How does a PhD work?

April 2020

Well, you start with an idea.

Usually you have something you are crazy-interested in. Maybe it’s poetry or cells or colonisation or mosquitos or *insert topic of your choice here*. 

And you usually have some experience in the university system. You have to show that you can be relied on to finish what you begin and that you have an idea of what it means to research.

This is how it went for me:

Once upon a time I finished secondary school and applied to get into university. I did a Bachelor of Arts with a literature major. Then I went off and had a bit of a life—aka got a hubby and some kids. Then I did some soul searching and thought I might like to be a teacher so I did a Bachelor of Teaching (Primary and Secondary) and I liked being a teacher (I still do).

Then I got a bit older and thought ‘what would I really like to do now?’ and enrolled in a Master of Arts (Writing and Literature). In my first year—part-time while I worked—I had the opportunity to enrol in a Minor Thesis unit, so I did. I wrote a ten thousand word minor thesis and was pleased with myself. 
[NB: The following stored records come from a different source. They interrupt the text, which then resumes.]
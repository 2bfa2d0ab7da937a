// Editor preferences persisted in localStorage.
use crate::error::EditorError;
use serde::{Deserialize, Serialize};

pub const STORAGE_KEY: &str = "se_settings";

#[derive(Clone, Copy, Debug, PartialEq, Eq, Serialize, Deserialize)]
#[serde(default)]
pub struct EditorSettings {
    /// Master switch for camera drag and zoom.
    pub input_enabled: bool,
    pub show_camera_readout: bool,
}

impl Default for EditorSettings {
    fn default() -> Self {
        Self {
            input_enabled: true,
            show_camera_readout: true,
        }
    }
}

impl EditorSettings {
    /// Unknown or malformed payloads fall back to defaults.
    pub fn from_json(raw: &str) -> Self {
        serde_json::from_str(raw).unwrap_or_default()
    }

    pub fn load() -> Self {
        if let Some(win) = web_sys::window() {
            if let Ok(Some(store)) = win.local_storage() {
                if let Ok(Some(raw)) = store.get_item(STORAGE_KEY) {
                    return Self::from_json(&raw);
                }
            }
        }
        Self::default()
    }

    pub fn save(&self) -> Result<(), EditorError> {
        let store = web_sys::window()
            .and_then(|win| win.local_storage().ok().flatten())
            .ok_or_else(|| EditorError::Storage("localStorage".into()))?;
        let raw = serde_json::to_string(self).map_err(|e| EditorError::Storage(e.to_string()))?;
        store
            .set_item(STORAGE_KEY, &raw)
            .map_err(|e| EditorError::Storage(format!("{:?}", e)))
    }
}
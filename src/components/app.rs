use super::{
    asset_panel::AssetPanel, camera_readout::CameraReadout, entity_panel::EntityPanel,
    settings_panel::SettingsPanel,
};
use crate::controller::{CameraController, ReadoutSink};
use crate::engine::EngineBridge;
use crate::error::EditorError;
use crate::loader::{DropZone, load_file};
use crate::model::{AssetKey, EditorAction, EditorState, Transform2D};
use crate::state::{CameraUpdate, EditorSettings};
use crate::util::alert;
use std::cell::RefCell;
use std::rc::Rc;
use wasm_bindgen_futures::spawn_local;
use web_sys::HtmlElement;
use yew::prelude::*;

fn attach_input(
    overlay: &NodeRef,
    editor: UseReducerHandle<EditorState>,
    camera_view: UseStateHandle<CameraUpdate>,
    readout_visible: Rc<RefCell<bool>>,
    engine: EngineBridge,
) -> Result<(CameraController, DropZone), EditorError> {
    let surface = overlay
        .cast::<HtmlElement>()
        .ok_or(EditorError::NoElement("overlay"))?;
    let sink = Rc::new(ReadoutSink {
        inner: Rc::new(engine),
        observer: Callback::from(move |u: CameraUpdate| camera_view.set(u)),
        visible: readout_visible,
    });
    let on_pick = {
        let editor = editor.clone();
        Callback::from(move |hit: Option<u32>| {
            if let Some(id) = hit {
                editor.dispatch(EditorAction::Select(id));
            }
        })
    };
    let controller = CameraController::attach(&surface, sink, Rc::new(engine), on_pick)?;

    let document = web_sys::window()
        .and_then(|w| w.document())
        .ok_or(EditorError::NoElement("document"))?;
    let drop_zone = DropZone::attach(document.as_ref(), move |file| {
        let editor = editor.clone();
        spawn_local(async move {
            match load_file(engine, file).await {
                Ok(asset) => editor.dispatch(EditorAction::AddAsset(asset)),
                Err(err) => {
                    log::warn!("{}", err);
                    alert(&err.to_string());
                }
            }
        });
    })?;
    Ok((controller, drop_zone))
}

#[function_component(App)]
pub fn app() -> Html {
    let engine = EngineBridge;
    let editor = use_reducer(EditorState::default);
    let settings = use_state(EditorSettings::load);
    let camera_view = use_state(|| CameraUpdate {
        x: 0.0,
        y: 0.0,
        scale: 1.0,
    });
    let overlay_ref = use_node_ref();
    let controller = use_mut_ref(|| None::<CameraController>);
    let readout_visible = use_mut_ref(|| settings.show_camera_readout);

    // Attach overlay + document listeners once; detach on unmount
    {
        let overlay_ref = overlay_ref.clone();
        let controller = controller.clone();
        let editor = editor.clone();
        let camera_view = camera_view.clone();
        let readout_visible = readout_visible.clone();
        let input_enabled = settings.input_enabled;
        use_effect_with((), move |_| {
            let mut drop_zone = None;
            let attached = attach_input(
                &overlay_ref,
                editor,
                camera_view.clone(),
                readout_visible,
                engine,
            );
            match attached {
                Ok((ctl, dz)) => {
                    ctl.set_input_enabled(input_enabled);
                    let s = ctl.state();
                    camera_view.set(CameraUpdate {
                        x: s.position.x,
                        y: s.position.y,
                        scale: s.scale,
                    });
                    *controller.borrow_mut() = Some(ctl);
                    drop_zone = Some(dz);
                    log::info!("Application Created");
                }
                Err(err) => log::error!("input setup failed: {}", err),
            }
            move || {
                if let Some(mut ctl) = controller.borrow_mut().take() {
                    ctl.detach();
                }
                drop(drop_zone);
            }
        });
    }

    // Persist settings and push them into the controller and read-out sink
    {
        let controller = controller.clone();
        let readout_visible = readout_visible.clone();
        let camera_view = camera_view.clone();
        let current = *settings;
        use_effect_with(current, move |s| {
            *readout_visible.borrow_mut() = s.show_camera_readout;
            if let Some(ctl) = &*controller.borrow() {
                ctl.set_input_enabled(s.input_enabled);
                if s.show_camera_readout {
                    // catch up on moves made while hidden
                    let cam = ctl.state();
                    camera_view.set(CameraUpdate {
                        x: cam.position.x,
                        y: cam.position.y,
                        scale: cam.scale,
                    });
                }
            }
            if let Err(err) = s.save() {
                log::warn!("{}", err);
            }
            || ()
        });
    }

    let on_settings = {
        let settings = settings.clone();
        Callback::from(move |s: EditorSettings| settings.set(s))
    };
    let on_spawn = {
        let editor = editor.clone();
        Callback::from(move |key: AssetKey| {
            let Some(asset) = editor.asset(key).cloned() else {
                return;
            };
            let editor = editor.clone();
            spawn_local(async move {
                match engine.spawn_entity(&asset, Transform2D::default()).await {
                    Ok(entity_id) => editor.dispatch(EditorAction::AddEntity {
                        id: entity_id,
                        name: format!("{}{}", asset.name, entity_id),
                    }),
                    Err(err) => log::warn!("{}", err),
                }
            });
        })
    };
    let on_secondary_id = {
        let editor = editor.clone();
        Callback::from(move |(key, secondary_id): (AssetKey, u32)| {
            editor.dispatch(EditorAction::SetSecondaryId { key, secondary_id })
        })
    };
    let on_select = {
        let editor = editor.clone();
        Callback::from(move |id: u32| editor.dispatch(EditorAction::Select(id)))
    };
    let on_deselect = {
        let editor = editor.clone();
        Callback::from(move |_| editor.dispatch(EditorAction::Deselect))
    };
    let on_transform = {
        let editor = editor.clone();
        Callback::from(move |(id, transform): (u32, Transform2D)| {
            engine.modify_entity(id, transform);
            editor.dispatch(EditorAction::SetTransform { id, transform });
        })
    };
    let on_remove = {
        let editor = editor.clone();
        Callback::from(move |id: u32| {
            engine.remove_entity(id);
            editor.dispatch(EditorAction::RemoveEntity(id));
        })
    };

    let entities: Vec<_> = editor.entities.values().cloned().collect();
    let selected = editor.selected_entity().cloned();

    html! {
        <div id="root" style="position:relative; width:100vw; height:100vh;">
            <div id="overlay" ref={overlay_ref} style="position:absolute; inset:0;"></div>
            <div style="position:absolute; top:12px; right:12px; width:280px; max-height:calc(100vh - 24px); overflow-y:auto; background:rgba(22,27,34,0.9); border:1px solid #30363d; border-radius:8px; padding:10px 12px; display:flex; flex-direction:column; gap:12px; color:#c9d1d9;">
                <SettingsPanel settings={*settings} on_change={on_settings} />
                <AssetPanel assets={editor.assets.clone()} {on_spawn} {on_secondary_id} />
                <EntityPanel {entities} {selected} {on_select} {on_deselect} {on_transform} {on_remove} />
            </div>
            if settings.show_camera_readout {
                <CameraReadout camera={*camera_view} />
            }
        </div>
    }
}
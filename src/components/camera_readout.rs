use crate::state::CameraUpdate;
use yew::prelude::*;

#[derive(Properties, PartialEq, Clone)]
pub struct CameraReadoutProps {
    pub camera: CameraUpdate,
}

#[function_component]
pub fn CameraReadout(props: &CameraReadoutProps) -> Html {
    let value_style = "min-width:70px; text-align:right; font-variant-numeric:tabular-nums;";
    html! {
        <div style="position:absolute; left:12px; bottom:12px; background:rgba(22,27,34,0.9); border:1px solid #30363d; border-radius:8px; padding:6px 10px; display:flex; gap:10px; font-size:12px; pointer-events:none;">
            <span>{"x"}</span><span style={value_style}>{ format!("{:.1}", props.camera.x) }</span>
            <span>{"y"}</span><span style={value_style}>{ format!("{:.1}", props.camera.y) }</span>
            <span>{"scale"}</span><span style={value_style}>{ format!("{:.3}", props.camera.scale) }</span>
        </div>
    }
}
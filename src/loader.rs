//! File drops onto the page become engine assets.

use crate::controller::ListenerSet;
use crate::engine::EngineBridge;
use crate::error::EditorError;
use crate::model::{Asset, AssetKind};
use js_sys::Uint8Array;
use wasm_bindgen_futures::JsFuture;
use web_sys::{DragEvent, EventTarget, File};

impl AssetKind {
    /// `name.svg`, `name.json` and `name.particles` are accepted; anything with
    /// more or fewer dot-separated suffixes is not.
    pub fn from_file_name(name: &str) -> Result<Self, EditorError> {
        let suffixes: Vec<&str> = name.split('.').skip(1).collect();
        match suffixes.as_slice() {
            ["svg"] => Ok(AssetKind::Svg),
            ["json"] => Ok(AssetKind::Lottie),
            ["particles"] => Ok(AssetKind::Particles),
            _ => Err(EditorError::UnsupportedFile(name.to_string())),
        }
    }
}

/// Keeps `dragover`/`drop` handlers on the document for as long as it lives.
pub struct DropZone {
    _listeners: ListenerSet,
}

impl DropZone {
    /// `on_file` fires once per drop carrying exactly one file.
    pub fn attach<F>(target: &EventTarget, on_file: F) -> Result<Self, EditorError>
    where
        F: Fn(File) + 'static,
    {
        let mut listeners = ListenerSet::new(target);
        listeners.listen("dragover", |e: DragEvent| e.prevent_default())?;
        listeners.listen("drop", move |e: DragEvent| {
            log::info!("File(s) dropped");
            // otherwise the browser navigates to the file
            e.prevent_default();
            let Some(transfer) = e.data_transfer() else {
                return;
            };
            if let Some(files) = transfer.files() {
                if files.length() == 1 {
                    if let Some(file) = files.get(0) {
                        on_file(file);
                    }
                } else {
                    log::warn!("ignoring drop of {} files", files.length());
                }
            }
            transfer.items().clear();
        })?;
        Ok(Self {
            _listeners: listeners,
        })
    }
}

pub async fn load_file(engine: EngineBridge, file: File) -> Result<Asset, EditorError> {
    let name = file.name();
    let kind = AssetKind::from_file_name(&name)?;
    let buffer = JsFuture::from(file.array_buffer()).await?;
    let data = Uint8Array::new(&buffer).to_vec();
    log::info!("file provided {} ({} bytes)", name, data.len());
    let id = engine.load_asset(kind, data).await?;
    Ok(Asset {
        id,
        name,
        kind,
        secondary_id: 0,
    })
}

#[cfg(test)]
mod tests {
    use super::*;

    #[test]
    fn maps_known_extensions() {
        assert_eq!(AssetKind::from_file_name("logo.svg"), Ok(AssetKind::Svg));
        assert_eq!(AssetKind::from_file_name("walk.json"), Ok(AssetKind::Lottie));
        assert_eq!(
            AssetKind::from_file_name("sparks.particles"),
            Ok(AssetKind::Particles)
        );
    }

    #[test]
    fn rejects_other_names() {
        for name in ["logo.png", "logo", "logo.min.svg", "logo.SVG", ".svg.json", ""] {
            assert_eq!(
                AssetKind::from_file_name(name),
                Err(EditorError::UnsupportedFile(name.to_string())),
                "{name}"
            );
        }
    }

    #[test]
    fn rejection_message_names_the_file() {
        let err = AssetKind::from_file_name("notes.txt").unwrap_err();
        assert_eq!(
            err.to_string(),
            "invalid input notes.txt, please provide a svg, lottie or particles file"
        );
    }
}
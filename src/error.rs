use thiserror::Error;
use wasm_bindgen::JsValue;

/// Failures crossing the DOM or engine boundary.
#[derive(Debug, Clone, PartialEq, Error)]
pub enum EditorError {
    #[error("invalid input {0}, please provide a svg, lottie or particles file")]
    UnsupportedFile(String),
    #[error("engine call failed: {0}")]
    Engine(String),
    #[error("element not found: {0}")]
    NoElement(&'static str),
    #[error("storage unavailable: {0}")]
    Storage(String),
}

impl From<JsValue> for EditorError {
    fn from(value: JsValue) -> Self {
        EditorError::Engine(format!("{:?}", value))
    }
}
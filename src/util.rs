// Browser helpers shared by the components.

pub fn init_logging() {
    std::panic::set_hook(Box::new(console_error_panic_hook::hook));
    // errors only if a logger is already installed
    let _ = console_log::init_with_level(log::Level::Info);
}

pub fn alert(msg: &str) {
    if let Some(win) = web_sys::window() {
        let _ = win.alert_with_message(msg);
    }
}
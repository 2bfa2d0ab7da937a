use super::transform_editor::TransformEditor;
use crate::model::{Entity, Transform2D};
use yew::prelude::*;

#[derive(Properties, PartialEq, Clone)]
pub struct EntityPanelProps {
    pub entities: Vec<Entity>,
    pub selected: Option<Entity>,
    pub on_select: Callback<u32>,
    pub on_deselect: Callback<()>,
    pub on_transform: Callback<(u32, Transform2D)>,
    pub on_remove: Callback<u32>,
}

#[function_component]
pub fn EntityPanel(props: &EntityPanelProps) -> Html {
    let selected_id = props.selected.as_ref().map(|e| e.id);
    let details = match props.selected.clone() {
        Some(entity) => {
            let id = entity.id;
            let on_change = {
                let cb = props.on_transform.clone();
                Callback::from(move |t: Transform2D| cb.emit((id, t)))
            };
            let close = {
                let cb = props.on_deselect.clone();
                Callback::from(move |_| cb.emit(()))
            };
            let remove = {
                let cb = props.on_remove.clone();
                Callback::from(move |_| cb.emit(id))
            };
            html! {
                <div style="display:flex; flex-direction:column; gap:6px; padding-top:6px; border-top:1px solid #30363d;">
                    <div style="display:flex; justify-content:space-between; align-items:center;">
                        <strong style="font-size:13px;">{ format!("entity_{}", entity.name) }</strong>
                        <button onclick={close} style="padding:2px 6px;">{"×"}</button>
                    </div>
                    <TransformEditor transform={entity.transform} {on_change} />
                    <button onclick={remove} style="background:#f85149; border:1px solid #b62324; color:#fff;">
                        {"Remove"}
                    </button>
                </div>
            }
        }
        None => html! {},
    };
    html! {
        <div style="display:flex; flex-direction:column; gap:4px;">
            <h3 style="margin:0; font-size:14px;">{"Entities"}</h3>
            <div>
                { for props.entities.iter().map(|entity| {
                    let id = entity.id;
                    let select = {
                        let cb = props.on_select.clone();
                        Callback::from(move |_| cb.emit(id))
                    };
                    let weight = if selected_id == Some(id) { "font-weight:600;" } else { "" };
                    html! {
                        <div key={id} onclick={select}
                            style={format!("cursor:pointer; font-size:12px; {}", weight)}>
                            { format!("{} (#{})", entity.name, id) }
                        </div>
                    }
                }) }
            </div>
            { details }
        </div>
    }
}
When I finished my Masters I came across something I didn’t know existed: a practice-led Higher Degree by Research—a “creative PhD”.

Wait, what?

A PhD where the research, the data collection, comes from the researcher doing the thing they are researching. They produce a Creative Artefact as well as writing an academic paper, an Exegesis. These two documents form a Thesis that is submitted for examination and is subjected to rigorous academic scrutiny. The Creative Artefact is grounded in a Literature Review and demonstrates the things that the Exegesis academically explores.

What does this look like in real life? 

Mine is a collection of poetry that shows an answer to my research question plus a well-referenced academic paper that tells an answer to the same research question. 

The Creative Artefact is worked on closely so that an industry-quality piece of work emerges. My Supervisor is a well-published poet, editor and poetry critic: he knows his stuff. We work closely on the poetry to ensure that what I produce is highly polished and the very best I can do. I am required to research, learn about and practice my craft so that I become proficient at producing this type of art.

The Exegesis is the result of a lot of reading and focused academic writing. I can’t just say whatever I like, it must be grounded in previous research, in the poetry of others and in the recognised writing of others. Yes, I have unique ideas but I must show the reasoning for how these new ideas have formed. I do this by looking at different theories and theorists, bringing together things that may not have been brought together in just that way and— tada!—a new idea. 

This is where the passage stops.